New Zealand Trade Tasting at Lords
Some of you maybe aware of my love for New Zealand as that is where I discovered my passion for wine, so last Tuesdays tasting of New Zealand’s wines was a no brainer to attend!
Not only do I hold a love of NZ wines but it looks like the majority of the world are enjoying them too, with the number of wineries increasing from 516 in 2005 to 698 in 2011. Although this figure is high there were only 238 represented at the trade show.
There were four self pour tables which consisted of the riesling challenge, sparkling wine, chardonnays and the popular Bordeaux blend style that is emerging.
The riesling challenge held a lot of interest as 12 winemakers were given grapes from the same block and they had to put their own style on the wine however they saw fit, whether it was stainless steel or oak. Once the tasting was done you then had to vote on your favourite wine, I had two favourites but had to choose one! It suddenly feels like a political question and I’m not sure I should answer!

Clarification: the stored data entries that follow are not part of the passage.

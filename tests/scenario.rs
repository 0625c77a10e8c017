//! End-to-end behavior of the lollipop streak detector.

use streakfsm::builder::{StreakDetector, TableBuilder, TableError};
use streakfsm::checkpoint::CheckpointError;
use streakfsm::core::{AnomalyEvent, TriggerPolicy};
use streakfsm::driver::{CollectingSink, Driver};
use streakfsm::edges;
use streakfsm::machine::{MissingTransitions, Runtime, StepError, TransitionTable};

fn lollipops() -> Runtime<String, char> {
    let detector = StreakDetector::new(vec!['S', 'L'])
        .on_streak("Error! Too many {symbol} lollipops!");
    Runtime::from_table(detector.table().unwrap(), detector.policy()).unwrap()
}

#[test]
fn lollipop_stream_reports_each_streak_once() {
    let input = ['S', 'L', 'L', 'L', 'L', 'S', 'S', 'S', 'S', 'S', 'S', 'L', 'L', 'L'];
    let mut runtime = lollipops();

    let events: Vec<AnomalyEvent<char>> = runtime
        .run(input)
        .unwrap()
        .into_iter()
        .filter_map(|o| o.event)
        .collect();

    assert_eq!(
        events,
        vec![
            AnomalyEvent { symbol: 'L', run_length: 3, position: 3 },
            AnomalyEvent { symbol: 'S', run_length: 3, position: 7 },
            AnomalyEvent { symbol: 'L', run_length: 3, position: 13 },
        ]
    );
    assert_eq!(runtime.current_state(), "L3");
    assert_eq!(
        runtime.current_output(),
        Some("Error! Too many L lollipops!")
    );
}

#[test]
fn streak_states_carry_output_labels() {
    let mut runtime = lollipops();
    let labels: Vec<Option<String>> = "LLLL"
        .chars()
        .map(|symbol| {
            runtime.step(symbol).unwrap();
            runtime.current_output().map(str::to_string)
        })
        .collect();

    assert_eq!(
        labels,
        vec![
            None,
            None,
            Some("Error! Too many L lollipops!".to_string()),
            None,
        ]
    );
}

#[test]
fn driver_delivers_the_same_events() {
    let mut sink = CollectingSink::new();
    let mut driver = Driver::new(lollipops());
    let summary = driver.drive("SLLLLSSSSSSLLL".chars(), &mut sink).unwrap();

    assert_eq!(summary.steps, 14);
    assert_eq!(summary.events, 3);
    let positions: Vec<u64> = sink.into_events().into_iter().map(|e| e.position).collect();
    assert_eq!(positions, vec![3, 7, 13]);
}

#[test]
fn two_runtimes_share_one_table() {
    let table = StreakDetector::new(vec!['S', 'L']).table().unwrap();
    let mut a = Runtime::from_table(table.clone(), TriggerPolicy::run_length(2)).unwrap();
    let mut b = Runtime::from_table(table, TriggerPolicy::run_length(2)).unwrap();

    let a_events = a.run("SSSS".chars()).unwrap().iter().filter(|o| o.is_anomaly()).count();
    let b_events = b.run("SLSL".chars()).unwrap().iter().filter(|o| o.is_anomaly()).count();

    assert_eq!(a_events, 1);
    assert_eq!(b_events, 0);
    assert_eq!(a.current_state(), "S4");
    assert_eq!(b.current_state(), "L1");
}

#[test]
fn conflicting_edges_fail_construction() {
    let result: Result<TransitionTable<String, char>, _> = TransitionTable::build(
        vec!["a".to_string(), "b".to_string()],
        vec!['x'],
        edges! {
            "a" => { 'x' => "a", 'x' => "b" },
            "b" => { 'x' => "a" },
        },
        "a".to_string(),
    );

    assert!(matches!(result, Err(TableError::DuplicateEdge { .. })));
}

#[test]
fn restore_against_a_different_state_set_is_refused() {
    let other = TableBuilder::new()
        .states(vec!["idle".to_string(), "busy".to_string()])
        .alphabet(vec!['S', 'L'])
        .edges(edges! {
            "idle" => { 'S' => "busy", 'L' => "idle" },
            "busy" => { 'S' => "busy", 'L' => "idle" },
        })
        .initial("idle".to_string())
        .build()
        .unwrap();
    let mut foreign = Runtime::from_table(other, TriggerPolicy::run_length(3)).unwrap();
    foreign.run("SS".chars()).unwrap();
    let snapshot = foreign.snapshot();

    let mut runtime = lollipops();
    runtime.run("LL".chars()).unwrap();
    let before = runtime.run_state().clone();

    let err = runtime.restore(snapshot).unwrap_err();
    assert!(matches!(err, CheckpointError::InvalidSnapshot { .. }));
    assert_eq!(runtime.run_state(), &before);

    // The untouched run continues normally.
    let outcome = runtime.step('L').unwrap();
    assert!(outcome.is_anomaly());
}

#[test]
fn restore_from_a_smaller_table_sharing_state_names_is_refused() {
    let small = TransitionTable::build(
        vec!["Q0".to_string(), "S1".to_string()],
        vec!['S', 'L'],
        edges! {
            "Q0" => { 'S' => "S1", 'L' => "Q0" },
            "S1" => { 'S' => "S1", 'L' => "Q0" },
        },
        "Q0".to_string(),
    )
    .unwrap();
    let mut foreign = Runtime::from_table(small, TriggerPolicy::run_length(3)).unwrap();
    foreign.step('S').unwrap();
    assert_eq!(foreign.current_state(), "S1");
    let snapshot = foreign.snapshot();

    let mut runtime = lollipops();
    let before = runtime.run_state().clone();

    let err = runtime.restore(snapshot).unwrap_err();
    assert!(matches!(err, CheckpointError::InvalidSnapshot { .. }));
    assert_eq!(runtime.run_state(), &before);
    assert_eq!(runtime.current_state(), "Q0");
}

#[test]
fn partial_table_policies() {
    let declare = |missing: MissingTransitions<String>| {
        TableBuilder::new()
            .states(vec!["a".to_string(), "b".to_string()])
            .alphabet(vec!['x', 'y'])
            .edges(edges! {
                "a" => { 'x' => "b" },
                "b" => { 'x' => "a" },
            })
            .initial("a".to_string())
            .on_missing(missing)
            .build()
    };

    assert!(matches!(
        declare(MissingTransitions::Reject),
        Err(TableError::IncompleteTable { .. })
    ));

    let mut failing =
        Runtime::from_table(declare(MissingTransitions::Fail).unwrap(), TriggerPolicy::Disabled)
            .unwrap();
    assert!(matches!(
        failing.step('y'),
        Err(StepError::NoTransition { .. })
    ));
    assert_eq!(failing.current_state(), "a");

    let mut staying =
        Runtime::from_table(declare(MissingTransitions::Stay).unwrap(), TriggerPolicy::Disabled)
            .unwrap();
    staying.step('y').unwrap();
    assert_eq!(staying.current_state(), "a");
    assert_eq!(staying.run_state().position, 1);

    let mut sinking = Runtime::from_table(
        declare(MissingTransitions::ErrorState("error".to_string())).unwrap(),
        TriggerPolicy::Disabled,
    )
    .unwrap();
    sinking.run("xy".chars()).unwrap();
    assert_eq!(sinking.current_state(), "error");
    sinking.step('x').unwrap();
    assert_eq!(sinking.current_state(), "error");
}
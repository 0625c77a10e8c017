//! Macros for ergonomic table construction.

/// Build a `Vec<Edge>` from a nested `state => { symbol => target }` listing.
///
/// Each identifier is passed through `to_owned()`, so string literals become
/// `String`s while `char`s and enum values are used as they are.
///
/// # Example
///
/// ```
/// use streakfsm::edges;
/// use streakfsm::builder::Edge;
///
/// let edges: Vec<Edge<String, char>> = edges! {
///     "Q0" => { 'S' => "S1", 'L' => "L1" },
///     "S1" => { 'S' => "S1", 'L' => "L1" },
///     "L1" => { 'S' => "S1", 'L' => "L1" },
/// };
///
/// assert_eq!(edges.len(), 6);
/// assert_eq!(edges[1].to, "L1");
/// ```
#[macro_export]
macro_rules! edges {
    (
        $(
            $from:expr => { $( $symbol:expr => $to:expr ),* $(,)? }
        ),* $(,)?
    ) => {
        vec![
            $(
                $(
                    $crate::builder::Edge::new(
                        ($from).to_owned(),
                        ($symbol).to_owned(),
                        ($to).to_owned(),
                    ),
                )*
            )*
        ]
    };
}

Continuing around the tasting there were the big names that you may of heard of such as Cloudy Bay, Oyster Bay and Villa Maria. There were also the flight of wines that had won awards throughout 2011 from the IWSC (International Wine and Spirit Competition) and the Sommelier Wine Awards. Two companies stood out for me, The Mud House Wines and The Antipodean Sommelier.
The Antipodean Sommelier is NZ owned company who are concentrating on importing boutique wines and their philosophy is to source outstanding wines, to showcase the superb examples of NZ wines.

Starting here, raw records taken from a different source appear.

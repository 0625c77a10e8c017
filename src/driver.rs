//! Imperative shell: feeds a symbol source through a runtime.
//!
//! The [`Runtime`] is pure apart from logging. The [`Driver`] adds the side
//! effects around it: pulling symbols from a source, handing anomaly events
//! to an [`EventSink`] and saving checkpoints on a schedule.

use crate::checkpoint::{CheckpointError, Checkpointer};
use crate::config::{ConfigError, MachineConfig};
use crate::core::{AnomalyEvent, State, Symbol};
use crate::machine::{Runtime, StepError};
use thiserror::Error;
use tracing::{debug, warn};

/// Receives anomaly events as they are emitted.
pub trait EventSink<Y: Symbol> {
    fn emit(&mut self, event: AnomalyEvent<Y>);
}

impl<Y: Symbol, F: FnMut(AnomalyEvent<Y>)> EventSink<Y> for F {
    fn emit(&mut self, event: AnomalyEvent<Y>) {
        self(event)
    }
}

/// Sink that keeps every event in memory.
#[derive(Clone, Debug)]
pub struct CollectingSink<Y: Symbol> {
    events: Vec<AnomalyEvent<Y>>,
}

impl<Y: Symbol> CollectingSink<Y> {
    pub fn new() -> Self {
        Self { events: Vec::new() }
    }

    pub fn events(&self) -> &[AnomalyEvent<Y>] {
        &self.events
    }

    pub fn into_events(self) -> Vec<AnomalyEvent<Y>> {
        self.events
    }
}

impl<Y: Symbol> Default for CollectingSink<Y> {
    fn default() -> Self {
        Self::new()
    }
}

impl<Y: Symbol> EventSink<Y> for CollectingSink<Y> {
    fn emit(&mut self, event: AnomalyEvent<Y>) {
        self.events.push(event);
    }
}

/// Errors that stop a drive.
#[derive(Debug, Error)]
pub enum DriveError {
    #[error(transparent)]
    Step(#[from] StepError),

    #[error(transparent)]
    Checkpoint(#[from] CheckpointError),
}

/// Counters for one call to [`Driver::drive`].
#[derive(Clone, Copy, Debug, Default, PartialEq, Eq)]
pub struct DriveSummary {
    pub steps: u64,
    pub events: u64,
    pub checkpoints: u64,
}

/// Runs a runtime over a symbol source with optional checkpointing.
///
/// # Example
///
/// ```rust
/// use streakfsm::builder::StreakDetector;
/// use streakfsm::driver::{CollectingSink, Driver};
/// use streakfsm::machine::Runtime;
///
/// let detector = StreakDetector::new(vec!['S', 'L']);
/// let runtime = Runtime::from_table(detector.table().unwrap(), detector.policy()).unwrap();
///
/// let mut driver = Driver::new(runtime);
/// let mut sink = CollectingSink::new();
/// let summary = driver.drive("SSSL".chars(), &mut sink).unwrap();
///
/// assert_eq!(summary.steps, 4);
/// assert_eq!(sink.events()[0].position, 2);
/// ```
pub struct Driver<S: State, Y: Symbol> {
    runtime: Runtime<S, Y>,
    checkpointer: Option<Checkpointer>,
    since_save: u64,
}

impl<S: State, Y: Symbol> Driver<S, Y> {
    pub fn new(runtime: Runtime<S, Y>) -> Self {
        Self {
            runtime,
            checkpointer: None,
            since_save: 0,
        }
    }

    pub fn with_checkpointer(mut self, checkpointer: Checkpointer) -> Self {
        self.checkpointer = Some(checkpointer);
        self
    }

    /// Build the runtime and, if configured, a file-backed checkpointer.
    pub fn from_config(config: &MachineConfig<S, Y>) -> Result<Self, ConfigError> {
        let driver = Self::new(config.build_runtime()?);
        Ok(match config.checkpointer()? {
            Some(checkpointer) => driver.with_checkpointer(checkpointer),
            None => driver,
        })
    }

    /// Restore the last persisted run state, if any.
    ///
    /// Returns `false` without a checkpointer or without a saved snapshot.
    /// An incompatible snapshot is an error and leaves the runtime untouched.
    pub fn resume(&mut self) -> Result<bool, CheckpointError> {
        match &self.checkpointer {
            Some(checkpointer) => checkpointer.restore_into(&mut self.runtime),
            None => Ok(false),
        }
    }

    /// Step through `source` until it is exhausted or a step fails.
    ///
    /// Progress made before a failing symbol is checkpointed before the
    /// step error is returned. If that save fails it is logged and the step
    /// error is still the one returned. Events reach `sink` before the step that produced
    /// them is checkpointed.
    pub fn drive<I, K>(&mut self, source: I, sink: &mut K) -> Result<DriveSummary, DriveError>
    where
        I: IntoIterator<Item = Y>,
        K: EventSink<Y> + ?Sized,
    {
        let mut summary = DriveSummary::default();

        for symbol in source {
            let outcome = match self.runtime.step(symbol) {
                Ok(outcome) => outcome,
                Err(e) => {
                    if self.since_save > 0 {
                        match self.checkpoint() {
                            Ok(true) => summary.checkpoints += 1,
                            Ok(false) => {}
                            Err(save_err) => warn!(
                                error = %save_err,
                                "Failed to checkpoint progress before step error"
                            ),
                        }
                    }
                    return Err(e.into());
                }
            };

            summary.steps += 1;
            self.since_save += 1;
            if let Some(event) = outcome.event {
                summary.events += 1;
                sink.emit(event);
            }

            let due = self
                .checkpointer
                .as_ref()
                .is_some_and(|c| c.interval() > 0 && self.since_save >= c.interval());
            if due && self.checkpoint()? {
                summary.checkpoints += 1;
            }
        }

        if self.since_save > 0 && self.checkpoint()? {
            summary.checkpoints += 1;
        }

        debug!(
            steps = summary.steps,
            events = summary.events,
            checkpoints = summary.checkpoints,
            "Source exhausted"
        );
        Ok(summary)
    }

    /// Save the current run state now. Returns `false` without a checkpointer.
    pub fn checkpoint(&mut self) -> Result<bool, CheckpointError> {
        let Some(checkpointer) = &self.checkpointer else {
            return Ok(false);
        };
        checkpointer.save(&self.runtime)?;
        self.since_save = 0;
        Ok(true)
    }

    pub fn runtime(&self) -> &Runtime<S, Y> {
        &self.runtime
    }

    pub fn runtime_mut(&mut self) -> &mut Runtime<S, Y> {
        &mut self.runtime
    }

    pub fn into_runtime(self) -> Runtime<S, Y> {
        self.runtime
    }
}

David Clouston is one of the wine makers and he sources grapes to ensure quality and a sense of identity of where the grapes were grown. He has travelled and made wine all over the world and since returned to his home country to show what NZ has to offer.
Black Cottage is in the heart of the Wairau Valley, this is where David spends time with friends and family, this is also where the wine received its name.

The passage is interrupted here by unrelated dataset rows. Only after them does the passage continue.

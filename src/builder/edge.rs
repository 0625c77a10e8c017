//! Edge declarations fed to the table builder.

use crate::core::{State, Symbol};
use serde::{Deserialize, Serialize};

/// One `(from, symbol) -> to` transition declaration.
///
/// # Example
///
/// ```rust
/// use streakfsm::builder::Edge;
///
/// let edge: Edge<String, char> = ("Q0".to_string(), 'S', "S1".to_string()).into();
/// assert_eq!(edge.symbol, 'S');
/// ```
#[derive(Clone, Debug, PartialEq, Eq, Serialize, Deserialize)]
#[serde(bound = "")]
pub struct Edge<S: State, Y: Symbol> {
    pub from: S,
    pub symbol: Y,
    pub to: S,
}

impl<S: State, Y: Symbol> Edge<S, Y> {
    pub fn new(from: S, symbol: Y, to: S) -> Self {
        Self { from, symbol, to }
    }

    /// Check if the edge leaves and re-enters the same state.
    pub fn is_self_loop(&self) -> bool {
        self.from == self.to
    }
}

impl<S: State, Y: Symbol> From<(S, Y, S)> for Edge<S, Y> {
    fn from((from, symbol, to): (S, Y, S)) -> Self {
        Self::new(from, symbol, to)
    }
}
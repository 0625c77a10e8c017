//! Configuration errors raised while building a transition table.

use std::fmt;
use thiserror::Error;

/// What is wrong with a rejected edge.
#[derive(Debug, Clone, Copy, PartialEq, Eq)]
pub enum EdgeFault {
    UnknownSource,
    UnknownSymbol,
    UnknownTarget,
}

impl fmt::Display for EdgeFault {
    fn fmt(&self, f: &mut fmt::Formatter<'_>) -> fmt::Result {
        match self {
            Self::UnknownSource => f.write_str("source is not a declared state"),
            Self::UnknownSymbol => f.write_str("symbol is not in the alphabet"),
            Self::UnknownTarget => f.write_str("target is not a declared state"),
        }
    }
}

/// Errors that can occur when building a transition table.
///
/// All of these are startup errors: a table that fails to build is never
/// usable, and nothing retries construction automatically.
#[derive(Debug, Clone, PartialEq, Eq, Error)]
pub enum TableError {
    #[error("Alphabet is empty. Declare at least one symbol")]
    EmptyAlphabet,

    #[error("Symbol {symbol} is declared more than once")]
    DuplicateSymbol { symbol: String },

    #[error("State set is empty. Declare at least one state")]
    EmptyStates,

    #[error("State {state} is declared more than once")]
    DuplicateState { state: String },

    #[error("Initial state not specified. Call .initial(state) before .build()")]
    MissingInitialState,

    #[error("Initial state {state} is not a declared state")]
    UnknownInitialState { state: String },

    #[error("Invalid edge {from} --{symbol}--> {to}: {fault}")]
    InvalidEdge {
        from: String,
        symbol: String,
        to: String,
        fault: EdgeFault,
    },

    #[error("Edge {from} --{symbol}--> is defined twice, targeting {existing} and {conflicting}")]
    DuplicateEdge {
        from: String,
        symbol: String,
        existing: String,
        conflicting: String,
    },

    #[error("State {state} has no inbound edge and is not the initial state")]
    UnreachableState { state: String },

    #[error("State {state} has no transition for symbols {missing:?}")]
    IncompleteTable { state: String, missing: Vec<String> },

    #[error("Output label attached to undeclared state {state}")]
    UnknownOutputState { state: String },

    #[error("Accepting state {state} is not a declared state")]
    UnknownAcceptingState { state: String },

    #[error("Accepting state {state} is listed more than once")]
    DuplicateAcceptingState { state: String },

    #[error("Streak length must be at least 1, got {length}")]
    InvalidStreakLength { length: usize },
}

As you can imagine Sauvignon Blanc is one of the wines he makes as well as a gorgeous Pinot Gris and two Pinot Noir wines, one of which is Central Otago and the other being Malborough.
I wanted to show the Pinot Noir from the Marlborough region because of its famous reputation for Sauvignon Blanc, I felt it would be good not to assume only Sauvignon Blanc comes from Marlborough.
It is 100% pinot noir, after fermentation in stainless steel it is then aged gently in oak barrels for 10 months.
This wine shows finesse of its new world origins. Summer red fruits jumping out the glass which continue on the palate with soft tannins and a sweet warm spice. This is a scrumptious wine to drink alone but equally will accompany meats such as game and roasted meats.